(Beginning of The input)

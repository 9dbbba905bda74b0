//! JOSE wire formats.
//!
//! JWE compact (RFC 7516 §7.1):
//!   BASE64URL(protected) . BASE64URL(encrypted_key) . BASE64URL(iv)
//!   . BASE64URL(ciphertext) . BASE64URL(tag)
//!
//! JWS compact (RFC 7515 §7.1):
//!   BASE64URL(protected) . BASE64URL(payload) . BASE64URL(signature)
//!
//! The full serialization is the flattened JSON form. On input the general
//! JSON form is accepted too, provided it carries exactly one recipient or
//! signature.

use base64::engine::general_purpose::URL_SAFE_NO_PAD;
use base64::Engine;
use serde::{Deserialize, Serialize};
use serde_json::{Map, Value};
use thiserror::Error;

use crate::alg::SerializationMode;
use crate::claims::{parse_claims, ClaimSet};

/// JOSE header as a JSON object.
pub type Header = Map<String, Value>;

pub const JWE_COMPACT_PARTS: usize = 5;
pub const JWS_COMPACT_PARTS: usize = 3;

#[derive(Debug, Clone, PartialEq, Eq, Error)]
#[error("{0}")]
pub struct WireError(pub String);

impl WireError {
    fn new(msg: impl Into<String>) -> Self {
        Self(msg.into())
    }
}

pub(crate) fn b64(bytes: &[u8]) -> String {
    URL_SAFE_NO_PAD.encode(bytes)
}

pub(crate) fn unb64(value: &str, what: &str) -> Result<Vec<u8>, WireError> {
    URL_SAFE_NO_PAD
        .decode(value)
        .map_err(|e| WireError(format!("{what} is not base64url: {e}")))
}

/// Serialize `header` and base64url it, ready for the protected slot.
pub(crate) fn encode_header(header: &Header) -> Result<String, WireError> {
    serde_json::to_vec(header)
        .map(|json| b64(&json))
        .map_err(|e| WireError(format!("header does not serialize: {e}")))
}

fn decode_header(protected: &str) -> Result<Header, WireError> {
    if protected.is_empty() {
        return Ok(Header::new());
    }
    let json = unb64(protected, "protected header")?;
    serde_json::from_slice(&json).map_err(|e| WireError(format!("protected header is not a JSON object: {e}")))
}

/// Later headers never override earlier ones; a repeated name is an error.
fn merge_headers<'a>(parts: impl IntoIterator<Item = &'a Header>) -> Result<Header, WireError> {
    let mut merged = Header::new();
    for part in parts {
        for (name, value) in part {
            if merged.contains_key(name) {
                return Err(WireError(format!("header parameter {name:?} appears more than once")));
            }
            merged.insert(name.clone(), value.clone());
        }
    }
    Ok(merged)
}

fn looks_like_json(input: &str) -> bool {
    input.starts_with('{')
}

fn split_compact<'a>(input: &'a str, expected: usize, what: &str) -> Result<Vec<&'a str>, WireError> {
    let parts: Vec<&str> = input.split('.').collect();
    if parts.len() != expected {
        return Err(WireError(format!(
            "{what} compact serialization needs {expected} parts, found {}",
            parts.len()
        )));
    }
    Ok(parts)
}

// ---------------------------------------------------------------------------
// JWE
// ---------------------------------------------------------------------------

/// Parsed JWE with every binary member decoded.
#[derive(Debug, Clone, PartialEq, Eq)]
pub struct JweParts {
    /// Protected header exactly as it appears on the wire (base64url).
    pub protected: String,
    /// Shared and per-recipient unprotected headers, JSON form only.
    pub unprotected: Option<Header>,
    pub encrypted_key: Vec<u8>,
    pub iv: Vec<u8>,
    pub ciphertext: Vec<u8>,
    pub tag: Vec<u8>,
    /// Additional authenticated data (base64url), JSON form only.
    pub aad: Option<String>,
}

(End of The input)

A line belongs in the answer if it contains the word "only"; please copy each such line from the material.

    /// Shared and per-recipient unprotected headers, JSON form only.
    /// Additional authenticated data (base64url), JSON form only.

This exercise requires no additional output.